Em um novo estudo publicado no periódico científico Alzheimer’s & Dementia, pesquisadores identificaram no sangue moléculas que podem servir como biomarcadores precoces do risco de Alzheimer. Este é o primeiro estudo a sugerir que a presença de elevados níveis de aminoácidos de cadeia ramificada podem indicar baixo risco de demência.

“Agora está claro que precisamos olhar para além dos caminhos tradicionalmente estudados da amiloide e da tau e entender todo o espectro de patologia envolvida em pessoas que apresentam sintomas de doença de Alzheimer e outras demências”, observa Sudha Seshadri, professor de neurologia e líder do estudo.

De acordo com Seshadri, há uma necessidade crescente de abordar a prevenção e o tratamento das demências com uma “abordagem de  múltiplos elementos”, já que essa não é uma doença com uma única causa. Finalmente os cientistas estão começando a olhar para outros órgãos e tecidos, não só para o cérebro, em busca de marcadores da doença.

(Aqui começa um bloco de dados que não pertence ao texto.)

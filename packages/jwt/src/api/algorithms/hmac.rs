//! HMAC-based JWT signing (HS256, HS384, HS512)

use super::Algorithm;
use crate::error::{JwtError, JwtResult};
use hmac::{Hmac, Mac};
use sha2::{Sha256, Sha384, Sha512};

type HmacSha256 = Hmac<Sha256>;
type HmacSha384 = Hmac<Sha384>;
type HmacSha512 = Hmac<Sha512>;

fn mac<M: Mac + hmac::digest::KeyInit>(message: &[u8], secret: &[u8]) -> JwtResult<Vec<u8>> {
    let mut mac = <M as Mac>::new_from_slice(secret)
        .map_err(|e| JwtError::signing(format!("invalid HMAC key: {e}")))?;
    mac.update(message);
    Ok(mac.finalize().into_bytes().to_vec())
}

/// Sign `message` with the HMAC variant selected by the algorithm's suffix
pub(crate) fn sign(algorithm: Algorithm, message: &[u8], secret: &[u8]) -> JwtResult<Vec<u8>> {
    match algorithm {
        Algorithm::HS256 => mac::<HmacSha256>(message, secret),
        Algorithm::HS384 => mac::<HmacSha384>(message, secret),
        Algorithm::HS512 => mac::<HmacSha512>(message, secret),
        other => Err(JwtError::Internal(format!(
            "{other} is not an HMAC algorithm"
        ))),
    }
}

/// Digest output length in bytes, used for the short-secret advisory
#[inline]
pub(crate) const fn output_len(algorithm: Algorithm) -> usize {
    algorithm.digest_bits() as usize / 8
}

A conexão entre sangue e demência

No estudo, cientistas da Universidade do Texas em San Antonio, nos Estados Unidos, analisaram dados de oito estudos que acompanharam grandes grupos de pessoas de origem europeia em cinco países, por um longo período. Eles também tiveram acesso a exames de sangue iniciais e registros da incidência da doença de Alzheimer ou outras formas de demência nesses grupos.

Desta forma, eles foram capazes de analisar amostas de sangue basais de 22.623 participantes que não apresentavam demência no início do estudo e também não tinham antecedentes de AVC ou “outras doenças neurológicas que afetem a função cognitiva”. No total, 995 casos de demência e 745 casos de Alzheimer foram detectados durante o acompanhamento.

Usando ressonância magnética nuclear e espectrometria de massa, os pesquisadores identificaram e quantificaram “metabolitos sanguíneos, lipídios lipoproteicos e lipídios” nas amostras basais de sangue. Os resultados mostraram que algumas das moléculas presentes nessas amostras estavam associadas a um menor risco de demência e doença de Alzheimer, enquanto outras estavam associadas a um maior risco.

Várias moléculas

O menor risco de demência foi associado a: aminoácidos de cadeia ramificada isoleucina, leucina e valina; creatinina; e duas subclasses de lipoproteínas de baixa densidade (VLDL). O risco de Alzheimer inferior foi similarmente relacionado a aminoácidos de cadeia ramificada.

Os aminoácidos de cadeia ramificada são nutrientes essenciais para o corpo obtidos a partir de alimentos ricos em proteínas, como carne e legumes.

Já o aumento do risco de demência foi associado a uma lipoproteína de alta densidade (HDL) e a uma subclasse VLDL. E o de Alzheimer, a uma subclasse HDL.

Eles esperam que esses achados ampliem a busca de novos medicamentos, tão necessária para a doença de Alzheimer e outras formas de demência. “É emocionante encontrar novos biomarcadores que possam nos ajudar a identificar pessoas que estão no maior risco de demência”, disse Seshadri.

Alzheimer e outras demências

A demência é uma doença que afeta o cérebro e gradualmente rouba a capacidade de um indivíduo lembrar, pensar, argumentar, se comunicar e cuidar de si mesmo. O Alzheimer é a forma mais comum do problema. Cerca de 47 milhões de pessoas vivem com demência no mundo, 65% delas com doença de Alzheimer.